● MATERIAL PROVIDED:
===

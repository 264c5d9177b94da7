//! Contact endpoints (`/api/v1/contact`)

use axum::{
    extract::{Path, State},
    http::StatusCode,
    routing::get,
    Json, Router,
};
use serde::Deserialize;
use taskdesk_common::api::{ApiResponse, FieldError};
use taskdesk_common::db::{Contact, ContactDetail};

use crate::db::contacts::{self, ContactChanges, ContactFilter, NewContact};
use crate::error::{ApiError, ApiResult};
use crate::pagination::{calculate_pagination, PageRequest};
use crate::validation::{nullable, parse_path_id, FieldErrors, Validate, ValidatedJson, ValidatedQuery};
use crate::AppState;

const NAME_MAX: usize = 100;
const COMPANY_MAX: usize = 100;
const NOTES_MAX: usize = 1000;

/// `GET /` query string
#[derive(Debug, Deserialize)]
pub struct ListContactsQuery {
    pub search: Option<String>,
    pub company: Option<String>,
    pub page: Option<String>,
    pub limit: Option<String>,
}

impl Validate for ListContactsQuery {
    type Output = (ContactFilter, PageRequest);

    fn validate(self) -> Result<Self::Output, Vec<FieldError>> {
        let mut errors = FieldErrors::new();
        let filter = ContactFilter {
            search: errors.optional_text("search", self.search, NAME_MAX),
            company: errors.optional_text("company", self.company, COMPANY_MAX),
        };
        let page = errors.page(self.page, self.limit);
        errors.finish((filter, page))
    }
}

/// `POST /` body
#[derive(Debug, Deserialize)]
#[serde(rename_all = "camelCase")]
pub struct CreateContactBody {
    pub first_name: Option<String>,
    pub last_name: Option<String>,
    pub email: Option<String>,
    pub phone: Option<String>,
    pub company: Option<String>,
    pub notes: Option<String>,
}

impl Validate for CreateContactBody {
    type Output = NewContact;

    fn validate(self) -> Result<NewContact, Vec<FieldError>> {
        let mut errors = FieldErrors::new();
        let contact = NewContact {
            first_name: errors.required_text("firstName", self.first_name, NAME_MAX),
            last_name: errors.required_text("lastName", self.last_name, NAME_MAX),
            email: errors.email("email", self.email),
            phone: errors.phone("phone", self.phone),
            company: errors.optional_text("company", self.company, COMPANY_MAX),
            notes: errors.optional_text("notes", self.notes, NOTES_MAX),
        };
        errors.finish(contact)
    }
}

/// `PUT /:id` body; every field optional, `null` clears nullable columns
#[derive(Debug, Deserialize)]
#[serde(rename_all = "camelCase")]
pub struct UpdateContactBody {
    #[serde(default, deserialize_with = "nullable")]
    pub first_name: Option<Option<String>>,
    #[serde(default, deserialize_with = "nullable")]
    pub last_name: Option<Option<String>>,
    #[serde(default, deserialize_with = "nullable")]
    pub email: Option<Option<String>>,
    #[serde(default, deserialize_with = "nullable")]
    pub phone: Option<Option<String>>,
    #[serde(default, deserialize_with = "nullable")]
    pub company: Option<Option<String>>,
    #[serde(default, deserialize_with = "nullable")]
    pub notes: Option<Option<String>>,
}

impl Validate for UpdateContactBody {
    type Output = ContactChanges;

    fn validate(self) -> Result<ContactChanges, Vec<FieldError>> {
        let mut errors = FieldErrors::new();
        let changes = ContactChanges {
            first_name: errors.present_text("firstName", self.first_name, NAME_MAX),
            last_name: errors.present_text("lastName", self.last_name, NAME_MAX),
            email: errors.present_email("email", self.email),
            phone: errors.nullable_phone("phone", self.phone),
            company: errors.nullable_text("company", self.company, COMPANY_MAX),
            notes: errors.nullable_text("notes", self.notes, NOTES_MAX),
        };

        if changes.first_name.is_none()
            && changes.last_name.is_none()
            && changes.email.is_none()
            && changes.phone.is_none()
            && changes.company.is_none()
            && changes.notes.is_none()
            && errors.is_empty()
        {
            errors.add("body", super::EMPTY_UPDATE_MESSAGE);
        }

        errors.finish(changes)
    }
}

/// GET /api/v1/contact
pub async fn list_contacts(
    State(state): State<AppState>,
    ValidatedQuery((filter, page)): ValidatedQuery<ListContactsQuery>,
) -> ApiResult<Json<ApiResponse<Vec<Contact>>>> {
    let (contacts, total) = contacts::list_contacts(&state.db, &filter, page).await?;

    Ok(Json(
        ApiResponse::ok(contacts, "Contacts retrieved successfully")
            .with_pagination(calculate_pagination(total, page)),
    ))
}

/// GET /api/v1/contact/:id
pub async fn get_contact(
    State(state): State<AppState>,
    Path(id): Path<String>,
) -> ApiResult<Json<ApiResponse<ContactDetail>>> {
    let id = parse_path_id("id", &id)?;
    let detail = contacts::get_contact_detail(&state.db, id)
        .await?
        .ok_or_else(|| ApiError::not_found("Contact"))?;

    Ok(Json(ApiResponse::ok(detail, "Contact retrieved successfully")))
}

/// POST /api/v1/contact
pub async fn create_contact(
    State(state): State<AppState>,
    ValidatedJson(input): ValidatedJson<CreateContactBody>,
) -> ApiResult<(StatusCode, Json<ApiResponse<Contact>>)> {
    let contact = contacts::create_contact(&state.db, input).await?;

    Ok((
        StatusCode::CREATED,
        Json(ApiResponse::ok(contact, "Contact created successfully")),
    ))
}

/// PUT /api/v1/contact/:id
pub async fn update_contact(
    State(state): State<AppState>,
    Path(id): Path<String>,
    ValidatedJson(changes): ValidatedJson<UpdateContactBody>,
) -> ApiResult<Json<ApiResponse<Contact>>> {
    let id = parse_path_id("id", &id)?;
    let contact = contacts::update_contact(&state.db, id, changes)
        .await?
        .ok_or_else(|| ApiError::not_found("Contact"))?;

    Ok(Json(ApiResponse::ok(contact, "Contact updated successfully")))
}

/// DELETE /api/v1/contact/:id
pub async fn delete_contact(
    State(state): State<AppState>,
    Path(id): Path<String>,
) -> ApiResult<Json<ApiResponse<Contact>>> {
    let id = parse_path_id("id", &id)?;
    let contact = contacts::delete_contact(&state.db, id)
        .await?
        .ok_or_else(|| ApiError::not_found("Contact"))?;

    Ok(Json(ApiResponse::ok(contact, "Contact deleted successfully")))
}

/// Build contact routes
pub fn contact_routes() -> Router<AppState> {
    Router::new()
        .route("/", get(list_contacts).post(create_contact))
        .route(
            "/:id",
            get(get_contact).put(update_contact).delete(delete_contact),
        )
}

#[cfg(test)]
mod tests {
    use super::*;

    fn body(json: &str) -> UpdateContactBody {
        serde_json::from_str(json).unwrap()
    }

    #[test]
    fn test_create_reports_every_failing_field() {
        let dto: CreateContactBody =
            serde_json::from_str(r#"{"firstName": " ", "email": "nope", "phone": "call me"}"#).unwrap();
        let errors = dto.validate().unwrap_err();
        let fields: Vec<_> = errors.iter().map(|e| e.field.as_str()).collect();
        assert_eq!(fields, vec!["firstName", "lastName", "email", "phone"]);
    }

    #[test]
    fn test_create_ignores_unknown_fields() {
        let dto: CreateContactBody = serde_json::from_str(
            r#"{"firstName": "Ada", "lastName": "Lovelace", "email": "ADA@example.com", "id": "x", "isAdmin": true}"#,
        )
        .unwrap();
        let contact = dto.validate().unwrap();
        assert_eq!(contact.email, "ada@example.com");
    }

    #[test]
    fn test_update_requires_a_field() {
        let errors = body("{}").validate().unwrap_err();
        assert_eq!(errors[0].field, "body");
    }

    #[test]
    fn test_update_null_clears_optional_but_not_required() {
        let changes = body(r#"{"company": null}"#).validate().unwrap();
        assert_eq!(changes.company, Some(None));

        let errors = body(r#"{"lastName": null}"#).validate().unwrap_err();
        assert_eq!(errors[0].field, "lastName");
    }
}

===

● TASK ITEM:
Copy all lines of the listing above that contain the string "retrieved".

● OUTPUT OF THE TASK:
        ApiResponse::ok(contacts, "Contacts retrieved successfully")
    Ok(Json(ApiResponse::ok(detail, "Contact retrieved successfully")))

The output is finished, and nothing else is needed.